Sunday, February 28, 2010

DVD Review: The Boulez Ring: Das Rheingold

Hang fire: Heinz Zednik as Loge in Das Rheingold
This is the opening opera of the famous 1976 "centennial" Ring, a collaboration between conductor Pierre Boulez and enfant terrible director Patrice Chéreau, filmed in 1980 at the Bayreuth Festspielhaus. The first of many "high concept" Ring cycles at Bayreuth, this production moves the action to Wagner's own lifetime and stages the work as a struggle between the oppressed working class (the Nibelungs) and the patrician Gods who are moving into their new manor house (Valhalla) among a bevy of suitcases and hat-boxes.

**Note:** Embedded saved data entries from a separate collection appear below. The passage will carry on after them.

//! Transition history tracking.
//!
//! Provides immutable tracking of persisted transitions over time. The log
//! records keys rather than whole states so it stays small however deep the
//! stacks get.

use super::stack::State;
use chrono::{DateTime, Utc};
use serde::{Deserialize, Serialize};
use std::time::Duration;

/// Record of a single persisted transition.
///
/// `from` is `None` when nothing was stored before; `to` is `None` when the
/// stack was popped past its bottom.
#[derive(Clone, Debug, PartialEq, Eq, Serialize, Deserialize)]
pub struct TransitionRecord {
    /// Key of the state being replaced
    pub from: Option<String>,
    /// Key of the state being stored
    pub to: Option<String>,
    /// Stack depth after the transition
    pub depth: usize,
    /// When the transition was stored
    pub timestamp: DateTime<Utc>,
}

impl TransitionRecord {
    /// Describe the move from `from` to `to`, stamped now.
    pub fn between(from: Option<&State>, to: Option<&State>) -> Self {
        Self {
            from: from.map(|s| s.key().to_string()),
            to: to.map(|s| s.key().to_string()),
            depth: to.map_or(0, State::depth),
            timestamp: Utc::now(),
        }
    }
}

/// Ordered log of transitions.
///
/// The log is immutable - `record` returns a new log with the transition
/// appended.
///
/// # Example
///
/// ```rust
/// use waypoint::state::{State, TransitionLog, TransitionRecord};
///
/// let start = State::new("start");
/// let middle = State::new("middle").with_prev(Some(start.clone()));
///
/// let log = TransitionLog::new()
///     .record(TransitionRecord::between(None, Some(&start)))
///     .record(TransitionRecord::between(Some(&start), Some(&middle)));
///
/// assert_eq!(log.path(), vec![Some("start"), Some("middle")]);
/// ```
#[derive(Clone, Debug, Default, Serialize, Deserialize)]
pub struct TransitionLog {
    transitions: Vec<TransitionRecord>,
}

impl TransitionLog {
    /// Create an empty log.
    pub fn new() -> Self {
        Self {
            transitions: Vec::new(),
        }
    }

    /// Record a transition, returning a new log.
    pub fn record(&self, transition: TransitionRecord) -> Self {
        let mut log = self.clone();
        log.push(transition);
        log
    }

    /// Append in place.
    pub(crate) fn push(&mut self, transition: TransitionRecord) {
        self.transitions.push(transition);
    }

    /// Keys of the states traversed.
    ///
    /// The first entry is the state the first transition started from,
    /// omitted when the store started out empty.
    pub fn path(&self) -> Vec<Option<&str>> {
        let mut path = Vec::new();
        if let Some(first) = self.transitions.first() {
            if first.from.is_some() {
                path.push(first.from.as_deref());
            }
        }
        for transition in &self.transitions {
            path.push(transition.to.as_deref());
        }
        path
    }

    /// Time between the first and last transition.
    pub fn duration(&self) -> Option<Duration> {
        let (first, last) = (self.transitions.first()?, self.transitions.last()?);
        last.timestamp
            .signed_duration_since(first.timestamp)
            .to_std()
            .ok()
    }

    /// All recorded transitions, oldest first.
    pub fn transitions(&self) -> &[TransitionRecord] {
        &self.transitions
    }

    /// Number of recorded transitions.
    pub fn len(&self) -> usize {
        self.transitions.len()
    }

    /// True when nothing was recorded.
    pub fn is_empty(&self) -> bool {
        self.transitions.is_empty()
    }
}
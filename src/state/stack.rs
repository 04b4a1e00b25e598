//! State values and the stack they form.

use crate::core::Error;
use serde::de::{self, DeserializeOwned};
use serde::{Deserialize, Deserializer, Serialize, Serializer};
use std::fmt;
use std::iter;
use std::sync::Arc;

/// A named, stack-linked snapshot.
///
/// States are immutable: every transition builds a new value. `prev` links to
/// the state that was current when this one was pushed; a state without
/// `prev` is the bottom of its stack.
///
/// A state serializes as the flat list of its stack entries, top first, so
/// encoded depth does not grow with the stack.
///
/// # Example
///
/// ```rust
/// use waypoint::state::State;
///
/// let menu = State::new("menu");
/// let form = State::new("form").with_prev(Some(menu.clone()));
///
/// assert_eq!(form.prev(), Some(&menu));
/// assert_eq!(form.depth(), 2);
/// assert!(menu.is_bottom());
/// ```
#[derive(Clone, Debug)]
pub struct State {
    key: String,
    payload: Vec<u8>,
    prev: Option<Arc<State>>,
}

/// One stack entry as written out.
#[derive(Serialize)]
struct FrameRef<'a> {
    key: &'a str,
    payload: &'a [u8],
}

/// One stack entry as read back.
#[derive(Deserialize)]
struct Frame {
    key: String,
    #[serde(default)]
    payload: Vec<u8>,
}

impl State {
    /// Create a bottom state with an empty payload.
    pub fn new(key: impl Into<String>) -> Self {
        Self {
            key: key.into(),
            payload: Vec::new(),
            prev: None,
        }
    }

    /// The state identifier.
    pub fn key(&self) -> &str {
        &self.key
    }

    /// The raw serialized payload.
    pub fn payload(&self) -> &[u8] {
        &self.payload
    }

    /// The state below this one on the stack.
    pub fn prev(&self) -> Option<&State> {
        self.prev.as_deref()
    }

    /// True when nothing lies below this state.
    pub fn is_bottom(&self) -> bool {
        self.prev.is_none()
    }

    /// Number of states on the stack, this one included.
    pub fn depth(&self) -> usize {
        self.stack().count()
    }

    /// Walk the stack from this state down to the bottom.
    pub fn stack(&self) -> impl Iterator<Item = &State> {
        iter::successors(Some(self), |s| s.prev())
    }

    /// Same state placed on top of `prev`.
    pub fn with_prev(mut self, prev: Option<State>) -> Self {
        self.prev = prev.map(Arc::new);
        self
    }

    /// Same state carrying `payload` verbatim.
    pub fn with_payload(mut self, payload: impl Into<Vec<u8>>) -> Self {
        self.payload = payload.into();
        self
    }

    /// Same state carrying `value` encoded as JSON.
    pub fn with_value<V: Serialize>(self, value: &V) -> Result<Self, Error> {
        let payload = serde_json::to_vec(value)?;
        Ok(self.with_payload(payload))
    }

    /// Decode the payload into `V`.
    ///
    /// An empty payload is a decoding error, not a default value.
    pub fn value<V: DeserializeOwned>(&self) -> Result<V, Error> {
        Ok(serde_json::from_slice(&self.payload)?)
    }
}

impl PartialEq for State {
    fn eq(&self, other: &Self) -> bool {
        self.stack()
            .map(|s| (&s.key, &s.payload))
            .eq(other.stack().map(|s| (&s.key, &s.payload)))
    }
}

impl Eq for State {}

impl Drop for State {
    // Unlink iteratively; the default drop recurses once per stack entry.
    fn drop(&mut self) {
        let mut prev = self.prev.take();
        while let Some(state) = prev {
            prev = match Arc::try_unwrap(state) {
                Ok(mut state) => state.prev.take(),
                Err(_) => None,
            };
        }
    }
}

impl Serialize for State {
    fn serialize<S: Serializer>(&self, serializer: S) -> Result<S::Ok, S::Error> {
        let frames: Vec<FrameRef<'_>> = self
            .stack()
            .map(|s| FrameRef {
                key: &s.key,
                payload: &s.payload,
            })
            .collect();
        frames.serialize(serializer)
    }
}

impl<'de> Deserialize<'de> for State {
    fn deserialize<D: Deserializer<'de>>(deserializer: D) -> Result<Self, D::Error> {
        let frames = Vec::<Frame>::deserialize(deserializer)?;
        frames
            .into_iter()
            .rev()
            .fold(None, |prev: Option<State>, frame| {
                Some(State::new(frame.key).with_payload(frame.payload).with_prev(prev))
            })
            .ok_or_else(|| de::Error::invalid_length(0, &"at least one stack entry"))
    }
}

impl fmt::Display for State {
    fn fmt(&self, f: &mut fmt::Formatter<'_>) -> fmt::Result {
        f.write_str(&self.key)
    }
}

impl From<&str> for State {
    fn from(key: &str) -> Self {
        State::new(key)
    }
}

impl From<String> for State {
    fn from(key: String) -> Self {
        State::new(key)
    }
}

#[cfg(test)]
mod tests {
    use super::*;

    #[derive(Debug, PartialEq, Serialize, Deserialize)]
    struct Draft {
        title: String,
        words: u32,
    }

    #[test]
    fn new_state_is_bottom() {
        let s = State::new("idle");
        assert_eq!(s.key(), "idle");
        assert!(s.payload().is_empty());
        assert!(s.is_bottom());
        assert_eq!(s.depth(), 1);
    }

    #[test]
    fn payload_round_trips_through_json() {
        let draft = Draft {
            title: "notes".into(),
            words: 12,
        };
        let s = State::new("editing").with_value(&draft).unwrap();

        assert_eq!(s.value::<Draft>().unwrap(), draft);
        assert_eq!(s.payload(), br#"{"title":"notes","words":12}"#);
    }

    #[test]
    fn empty_payload_fails_to_decode() {
        let err = State::new("idle").value::<u32>().unwrap_err();
        assert!(matches!(err, Error::Payload(_)));
    }

    #[test]
    fn stack_walks_to_bottom() {
        let a = State::new("a");
        let b = State::new("b").with_prev(Some(a.clone()));
        let c = State::new("c").with_prev(Some(b.clone()));

        let keys: Vec<&str> = c.stack().map(State::key).collect();
        assert_eq!(keys, ["c", "b", "a"]);
        assert_eq!(c.prev(), Some(&b));
        assert_eq!(c.depth(), 3);
    }

    #[test]
    fn equality_covers_payload_and_stack() {
        let base = State::new("x");
        assert_ne!(base.clone(), base.clone().with_payload(b"1".to_vec()));
        assert_ne!(base.clone(), base.clone().with_prev(Some(State::new("y"))));
        assert_eq!(base.clone(), State::new("x"));
    }

    #[test]
    fn display_renders_key() {
        assert_eq!(State::new("checkout").to_string(), "checkout");
    }

    #[test]
    fn serializes_whole_stack() {
        let s = State::new("b")
            .with_value(&7)
            .unwrap()
            .with_prev(Some(State::new("a")));
        let json = serde_json::to_string(&s).unwrap();
        assert_eq!(json, r#"[{"key":"b","payload":[55]},{"key":"a","payload":[]}]"#);
        let back: State = serde_json::from_str(&json).unwrap();
        assert_eq!(back, s);
    }

    #[test]
    fn empty_stack_is_rejected() {
        assert!(serde_json::from_str::<State>("[]").is_err());
    }

    fn tower(depth: usize) -> State {
        (1..depth).fold(State::new("0"), |prev, i| {
            State::new(i.to_string()).with_prev(Some(prev))
        })
    }

    #[test]
    fn deep_stack_round_trips_through_json() {
        let s = tower(1_000);
        let back: State = serde_json::from_str(&serde_json::to_string(&s).unwrap()).unwrap();

        assert_eq!(back.depth(), 1_000);
        assert_eq!(back, s);
    }

    #[test]
    fn deep_stack_drops_without_overflow() {
        let s = tower(200_000);
        assert_eq!(s.depth(), 200_000);
        drop(s);
    }

    #[test]
    fn dropping_top_keeps_shared_tail() {
        let tail = tower(10);
        let top = State::new("top").with_prev(Some(tail.clone()));
        let below = top.prev().cloned().unwrap();
        drop(top);

        assert_eq!(below, tail);
        assert_eq!(below.depth(), 10);
    }
}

Donald McIntyre plays Wotan as an embodiment of Wagner himself. It's all there: the majestic shock of grey hair, the penchant for silk dressing gowns and the tendency to destroy everything and everyone in his path. The voice is all there too, with mellow rich tones that momentarily put the listener under his sway.

Throughout, the New Zealand-born bass is a terrific actor as well as a commanding vocal presence, conveying the angst and guilt that consumes the King of the Gods as his wheelings and dealings fall apart. The moment where he takes the Ring (by literally hacking off the finger of Alberich, played by Hermann Becht) is chilling.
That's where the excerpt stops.